Lock-in concerns see Australians move public cloud apps onsite

Nutanix

Wednesday, 05 February, 2020

Lock-in concerns see Australians move public cloud apps onsite

Australian businesses are racing to repatriate public cloud applications to onsite systems, with some hoping the move will help prevent vendor lock-in, according to a new report.

The report — released by enterprise cloud OS provider Nutanix — is designed to measure enterprise progress with adopting private, hybrid and public clouds, with Vanson Bourne surveying 2650 IT decision-makers across 24 countries, including Australia, Nutanix said.

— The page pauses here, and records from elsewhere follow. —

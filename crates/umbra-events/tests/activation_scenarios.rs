//! End-to-end activation scenarios on small hand-authored scenes.

use umbra_events::prelude::*;

fn config(chance: f64, reversion: Option<f64>) -> TreeConfig {
    TreeConfig {
        ghost_event_chance: chance,
        ghost_to_normal_seconds: reversion,
        seed: Some(2024),
        ..Default::default()
    }
}

// -- normal propagation -----------------------------------------------------

#[test]
fn first_tick_activates_nothing_without_an_active_node() {
    // root → A → B, nothing active, normal branch only.
    let mut builder = TreeBuilder::new();
    let a = builder.add_top_level("A", Vec2::ZERO, AudioAnimationNode::once());
    let b = builder
        .add_node(a, "B", Vec2::ZERO, AudioAnimationNode::once())
        .unwrap();
    let mut tree = ActivationTree::new(builder.finish(), config(0.0, Some(5.0)))
        .unwrap();

    for _ in 0..20 {
        let outcome = tree.tick().unwrap();
        assert_eq!(outcome.activated, None);
    }
    assert_eq!(tree.state(a), Some(NodeState::INACTIVE));
    assert_eq!(tree.state(b), Some(NodeState::INACTIVE));
}

#[test]
fn activation_spreads_one_generation_per_tick() {
    // hall (active) → corridor → study → desk
    let mut builder = TreeBuilder::new();
    let hall = builder.add_top_level("hall", Vec2::ZERO, AlwaysActiveNode);
    let corridor = builder
        .add_node(hall, "corridor", Vec2::ZERO, AudioAnimationNode::once())
        .unwrap();
    let study = builder
        .add_node(corridor, "study", Vec2::ZERO, AudioAnimationNode::once())
        .unwrap();
    let desk = builder
        .add_node(study, "desk", Vec2::ZERO, AudioAnimationNode::once())
        .unwrap();
    builder.preactivate(hall).unwrap();
    let mut tree = ActivationTree::new(builder.finish(), config(0.0, None))
        .unwrap();

    assert_eq!(tree.tick().unwrap().activated, Some(corridor));
    assert_eq!(tree.tick().unwrap().activated, Some(study));
    assert_eq!(tree.tick().unwrap().activated, Some(desk));
    assert_eq!(tree.tick().unwrap().activated, None);
    for id in [corridor, study, desk] {
        assert!(tree.state(id).unwrap().is_normal_active());
    }
}

#[test]
fn deterministic_strategy_activates_b_without_ghost_flag() {
    let mut builder = TreeBuilder::new();
    let a = builder.add_top_level("A", Vec2::ZERO, AudioAnimationNode::once());
    let b = builder
        .add_node(a, "B", Vec2::ZERO, AudioAnimationNode::once())
        .unwrap();
    builder.preactivate(a).unwrap();
    let mut tree = ActivationTree::new(builder.finish(), config(0.0, Some(5.0)))
        .unwrap()
        .with_selection_strategy(Fixed(b));

    let outcome = tree.tick().unwrap();
    assert_eq!(outcome.branch, Branch::Normal);
    assert_eq!(outcome.activated, Some(b));
    let state = tree.state(b).unwrap();
    assert!(state.activated());
    assert!(!state.activated_by_ghost());
}

// -- ghost branch -----------------------------------------------------------

#[test]
fn ghost_chance_one_always_activates_the_chosen_leaf() {
    let mut builder = TreeBuilder::new();
    let attic = builder.add_top_level("attic", Vec2::ZERO, AudioAnimationNode::once());
    let leaf = builder
        .add_node(attic, "music box", Vec2::ZERO, AudioAnimationNode::once())
        .unwrap();
    let mut tree = ActivationTree::new(builder.finish(), config(1.0, Some(5.0)))
        .unwrap()
        .with_ghost_selection_strategy(Fixed(leaf));

    for _ in 0..10 {
        let outcome = tree.tick().unwrap();
        assert_eq!(outcome.branch, Branch::Ghost);
        assert_eq!(outcome.activated, Some(leaf));
        assert!(tree.state(leaf).unwrap().is_ghost_active());
        assert!(tree.restore_node(leaf));
    }
}

#[test]
fn ghost_candidates_exclude_children_of_active_nodes() {
    let mut builder = TreeBuilder::new();
    let kitchen = builder.add_top_level("kitchen", Vec2::ZERO, AlwaysActiveNode);
    let kettle = builder
        .add_node(kitchen, "kettle", Vec2::ZERO, AudioAnimationNode::once())
        .unwrap();
    let garden = builder.add_top_level("garden", Vec2::ZERO, AudioAnimationNode::once());
    let swing = builder
        .add_node(garden, "swing", Vec2::ZERO, AudioAnimationNode::once())
        .unwrap();
    builder.preactivate(kitchen).unwrap();
    let never = |_: &[NodeId], _: &NodeGraph, _: &mut dyn rand::RngCore| -> Option<NodeId> {
        None
    };
    let mut tree = ActivationTree::new(builder.finish(), config(1.0, Some(5.0)))
        .unwrap()
        .with_ghost_selection_strategy(never);

    tree.tick();
    assert_eq!(tree.nodes_with_no_active_parent(), &[garden, swing]);
    assert!(!tree.nodes_with_no_active_parent().contains(&kettle));
}

// -- ghost reversion --------------------------------------------------------

#[test]
fn ghost_child_of_normal_parent_reverts_after_five_seconds() {
    let mut builder = TreeBuilder::new();
    let p = builder.add_top_level("P", Vec2::ZERO, AlwaysActiveNode);
    let a = builder
        .add_node(p, "A", Vec2::ZERO, AudioAnimationNode::looping())
        .unwrap();
    builder.preactivate(p).unwrap();
    builder
        .set_initial_state(a, NodeState::new(true, true))
        .unwrap();
    let mut tree = ActivationTree::new(builder.finish(), config(0.0, Some(5.0)))
        .unwrap()
        .with_selection_strategy(FirstCandidate);
    tree.tick();

    let mut flips = 0;
    let mut was_ghost = true;
    for _ in 0..40 {
        tree.frame(0.25);
        let state = tree.state(a).unwrap();
        assert!(state.activated());
        if was_ghost && !state.activated_by_ghost() {
            flips += 1;
        }
        was_ghost = state.activated_by_ghost();
    }
    assert_eq!(flips, 1);
    assert!(tree.state(a).unwrap().is_normal_active());
    assert!(tree.state(p).unwrap().is_normal_active());
}

#[test]
fn ghost_becomes_eligible_for_reversion_once_its_parent_activates() {
    // The ghost lands under an inactive parent; the parent is then reached by
    // normal propagation, which starts the reversion clock.
    let mut builder = TreeBuilder::new();
    let hall = builder.add_top_level("hall", Vec2::ZERO, AlwaysActiveNode);
    let mirror = builder
        .add_node(hall, "mirror", Vec2::ZERO, AudioAnimationNode::once())
        .unwrap();
    let face = builder
        .add_node(mirror, "face", Vec2::ZERO, AudioAnimationNode::once())
        .unwrap();
    builder.preactivate(hall).unwrap();
    let mut tree = ActivationTree::new(builder.finish(), config(0.0, Some(2.0)))
        .unwrap();

    assert!(tree.activate_node(face, true));
    tree.tick();
    assert_eq!(
        tree.state(mirror).map(NodeState::is_normal_active),
        Some(true)
    );
    assert_eq!(tree.ghost_timer(face), Some(2.0));

    tree.frame(1.0);
    tree.frame(1.0);
    assert!(tree.state(face).unwrap().is_normal_active());
}

#[test]
fn radius_restore_silently_drops_pending_timer() {
    let mut builder = TreeBuilder::new();
    let p = builder.add_top_level("P", Vec2::new(100.0, 100.0), AlwaysActiveNode);
    let a = builder
        .add_node(p, "A", Vec2::new(1.0, 1.0), AudioAnimationNode::once())
        .unwrap();
    builder.preactivate(p).unwrap();
    builder
        .set_initial_state(a, NodeState::new(true, true))
        .unwrap();
    let mut tree = ActivationTree::new(builder.finish(), config(0.0, Some(3.0)))
        .unwrap();
    tree.tick();
    assert!(tree.ghost_timer(a).is_some());

    assert_eq!(tree.restore_activated_nodes_near(Vec2::ZERO, 2.0), vec![a]);
    tree.frame(5.0);
    assert_eq!(tree.state(a), Some(NodeState::INACTIVE));
    assert!(tree.state(p).unwrap().is_normal_active());
    assert_eq!(tree.ghost_timers().count(), 0);
}

// -- cues -------------------------------------------------------------------

#[test]
fn cues_follow_lifecycle_calls() {
    let mut builder = TreeBuilder::new();
    let room = builder.add_top_level("room", Vec2::ZERO, AlwaysActiveNode);
    let rain = builder
        .add_node(room, "rain", Vec2::ZERO, AmbientAudioNode)
        .unwrap();
    let clock = builder
        .add_node(
            room,
            "clock",
            Vec2::ZERO,
            AudioAnimationNode::looping().with_audio(),
        )
        .unwrap();
    builder.preactivate(room).unwrap();
    let mut tree = ActivationTree::new(builder.finish(), config(0.0, None))
        .unwrap()
        .with_selection_strategy(Fixed(clock));

    tree.tick();
    let cues = tree.drain_cues();
    assert_eq!(
        cues,
        vec![
            QueuedCue {
                node: rain,
                cue: Cue::EnsureAudioPlaying
            },
            QueuedCue {
                node: clock,
                cue: Cue::EnsureAudioPlaying
            },
            QueuedCue {
                node: clock,
                cue: Cue::PlayAnimation { looping: true }
            },
        ]
    );

    tree.restore_node(clock);
    assert_eq!(
        tree.drain_cues(),
        vec![QueuedCue {
            node: clock,
            cue: Cue::ReverseAnimation
        }]
    );
    assert!(tree.drain_cues().is_empty());
}
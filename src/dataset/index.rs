//! データセットの索引付け
//!
//! ルートディレクトリ直下のサブディレクトリをクラスとみなし、
//! クラス名の順序付き集合（ラベルセット）と各クラスの画像ファイル一覧を提供します。
//!
//! ```text
//! root/
//! ├── LICENSE.txt   （クラスではない予約済みエントリ）
//! ├── daisy/
//! │   ├── 1001.jpg
//! │   └── ...
//! └── roses/
//!     └── ...
//! ```

use anyhow::{Context, Result};
use std::collections::HashSet;
use std::path::{Path, PathBuf};
use tracing::debug;

/// クラスとして扱わない予約済みエントリ名
pub const RESERVED_ENTRY: &str = "LICENSE.txt";

/// 画像として読み込む拡張子
const IMAGE_EXTENSIONS: [&str; 4] = ["png", "jpg", "jpeg", "bmp"];

/// 順序付きクラス名集合
///
/// 並び順がone-hotのインデックスを決めるため、学習用と検証用の両方に
/// 同じインスタンスを明示的に渡します。
#[derive(Debug, Clone, PartialEq, Eq)]
pub struct LabelSet {
    names: Vec<String>,
}

impl LabelSet {
    /// ルート直下のサブディレクトリからラベルセットを構築（名前順）
    pub fn discover(root: &Path) -> Result<Self> {
        if !root.is_dir() {
            anyhow::bail!("データセットディレクトリが存在しません: {}", root.display());
        }

        let mut names = Vec::new();
        for entry in std::fs::read_dir(root)
            .with_context(|| format!("ディレクトリの読み込みに失敗しました: {}", root.display()))?
        {
            let entry = entry?;
            if !entry.file_type()?.is_dir() {
                continue;
            }
            let name = entry.file_name().into_string().map_err(|raw| {
                anyhow::anyhow!(
                    "クラスディレクトリ名がUTF-8ではありません: {}",
                    raw.to_string_lossy()
                )
            })?;
            if name == RESERVED_ENTRY {
                continue;
            }
            names.push(name);
        }
        names.sort();

        if names.is_empty() {
            anyhow::bail!("クラスディレクトリが見つかりません: {}", root.display());
        }

        debug!("{}個のクラスを検出: {}", names.len(), names.join(", "));
        Ok(Self { names })
    }

    /// 指定された順序でラベルセットを構築
    pub fn from_names(names: Vec<String>) -> Result<Self> {
        let mut seen = HashSet::new();
        for name in &names {
            if !seen.insert(name.as_str()) {
                anyhow::bail!("クラス名が重複しています: {}", name);
            }
        }
        if names.is_empty() {
            anyhow::bail!("ラベルセットが空です");
        }
        Ok(Self { names })
    }

    pub fn names(&self) -> &[String] {
        &self.names
    }

    pub fn len(&self) -> usize {
        self.names.len()
    }

    pub fn is_empty(&self) -> bool {
        self.names.is_empty()
    }

    /// クラスインデックスからクラス名を取得
    pub fn name(&self, index: usize) -> Option<&str> {
        self.names.get(index).map(|s| s.as_str())
    }

    /// クラス名からクラスインデックスを取得
    pub fn index_of(&self, name: &str) -> Option<usize> {
        self.names.iter().position(|n| n == name)
    }
}

/// クラスディレクトリ内の画像ファイルを列挙（パス順）
pub fn list_class_files(root: &Path, class_name: &str) -> Result<Vec<PathBuf>> {
    let class_dir = root.join(class_name);
    if !class_dir.is_dir() {
        anyhow::bail!("クラスディレクトリが存在しません: {}", class_dir.display());
    }

    let mut files = Vec::new();
    for entry in std::fs::read_dir(&class_dir)
        .with_context(|| format!("ディレクトリの読み込みに失敗しました: {}", class_dir.display()))?
    {
        let path = entry?.path();
        if path.is_file() && is_image_file(&path) {
            files.push(path);
        }
    }
    files.sort();

    Ok(files)
}

/// クラスごとの画像枚数（ラベルセットの順）
pub fn class_counts(root: &Path, labels: &LabelSet) -> Result<Vec<(String, usize)>> {
    labels
        .names()
        .iter()
        .map(|name| Ok((name.clone(), list_class_files(root, name)?.len())))
        .collect()
}

fn is_image_file(path: &Path) -> bool {
    path.extension()
        .map(|ext| {
            let ext = ext.to_string_lossy().to_lowercase();
            IMAGE_EXTENSIONS.contains(&ext.as_str())
        })
        .unwrap_or(false)
}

Already, 86% of Australian organisations have reported having ‘repatriation’ initiatives, compared to the 73% global average, Nutanix said in its report.

It comes as Amazon Web Services “all but confirmed public cloud lock-in was real, and an issue, when it confirmed it had a ‘much lower amount of lock-in than Oracle or Microsoft’”, Nutanix said.

Data security and compliance, interoperability and app mobility were also considered key benefits of moving to hybrid cloud.

In fact, 91% of Australian respondents considered hybrid cloud as the “ideal” operating model, compared to 85% globally.

“The penny has dropped with many Australian businesses about the restrictions of public cloud,” said Nutanix VP South Asia Pacific Neville Vincent.

“Companies want the benefits but now recognise they can have those while still owning and controlling their own infrastructure.”

For more than half the global respondents, however, “skills availability will have the biggest impact on the future of cloud computing in their organisations”, the report found.

Fortunately, Australian organisations appear to be getting better at retaining IT talent, with only 43% reporting difficulties in doing so. This is down from 63% in 2018 and below the 2019 survey’s global average of 57.7%, Nutanix said.

“Meanwhile, 89% of Australian respondents reported investing in their IT teams to keep pace with emerging technologies,” the company added. Hopefully this at least partly supports them in setting up “secure and compliant cloud infrastructure”.